Burke, an activist, founded #MeToo in 2006 to raise awareness about sexual violence, creating a movement that has caught fire.

More than 10 years later, in October 2017, actress Alyssa Milano tweeted the same words in support of friend Rose McGowan, who had accused film producer Harvey Weinstein of sexually assaulting her. Milano tweeted: “If you’ve been sexually harassed or assaulted write ‘me too’ as a reply to this tweet.” The tweet sparked thousands of responses of women and men coming forward with allegations all over the world – and especially in the film and television industry.

Since the tweet, high-profile people such as Danny Masterson, Matt Lauer and Charlie Rose are among the accused – all of whom have been fired from their respective jobs.
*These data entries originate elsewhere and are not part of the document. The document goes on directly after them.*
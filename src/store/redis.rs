//! Redis-backed store.

use async_trait::async_trait;
use bytes::Bytes;
use redis::aio::ConnectionManager;
use redis::AsyncCommands;
use tracing::{info, warn};

use super::RemoteStore;
use crate::error::{ProxyError, Result};

// == Redis Store ==
/// Backing store talking to a Redis server through a shared connection manager.
#[derive(Clone)]
pub struct RedisStore {
    conn: ConnectionManager,
}

impl RedisStore {
    // == Connect ==
    /// Connects to `redis://host:port/` and verifies the server answers `PING`.
    ///
    /// Any failure is reported as `ProxyError::StoreUnavailable`; the proxy
    /// does not start without its backing store.
    pub async fn connect(host: &str, port: u16) -> Result<Self> {
        let url = format!("redis://{}:{}/", host, port);
        let client = redis::Client::open(url.as_str())
            .map_err(|e| ProxyError::StoreUnavailable(format!("{}: {}", url, e)))?;

        // Probe with a plain connection first: the manager retries with backoff
        let mut probe = client
            .get_multiplexed_tokio_connection()
            .await
            .map_err(|e| ProxyError::StoreUnavailable(format!("{}: {}", url, e)))?;
        let pong: String = redis::cmd("PING")
            .query_async(&mut probe)
            .await
            .map_err(|e| ProxyError::StoreUnavailable(format!("{}: {}", url, e)))?;
        if pong != "PONG" {
            return Err(ProxyError::StoreUnavailable(format!(
                "{}: unexpected PING reply '{}'",
                url, pong
            )));
        }

        let conn = ConnectionManager::new(client)
            .await
            .map_err(|e| ProxyError::StoreUnavailable(format!("{}: {}", url, e)))?;

        info!("Connected to Redis at {}", url);
        Ok(Self { conn })
    }
}

#[async_trait]
impl RemoteStore for RedisStore {
    async fn get(&self, key: &str) -> Result<Option<Bytes>> {
        // ConnectionManager is a cheap handle onto one multiplexed connection
        let mut conn = self.conn.clone();
        let value: Option<Vec<u8>> = conn.get(key).await.map_err(|e| {
            warn!("Redis GET {} failed: {}", key, e);
            ProxyError::Store(e.to_string())
        })?;
        Ok(value.map(Bytes::from))
    }
}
Allegations are appearing across the country, and creating a conversation that encouraged an entire “blacked-out” dress code at the 2018 Golden Globes on Jan. 7.

The theme “Time’s up” had attendees wearing black to show solidarity to victims of sexual assault and harassment in the film and television industry. This type of activism creates a safe place for people to be able to come forward and feel that they can do so without the repercussions of the person they’re accusing.

The #MeToo movement is changing how film and television are operating. Many broadcast networks are creating roles to educate about sexual harassment at work, while others are encouraging employees to speak up without fear of being in trouble. With so many allegations coming out in the last two months, it’s safe to assume more are coming. And a big change will come with it.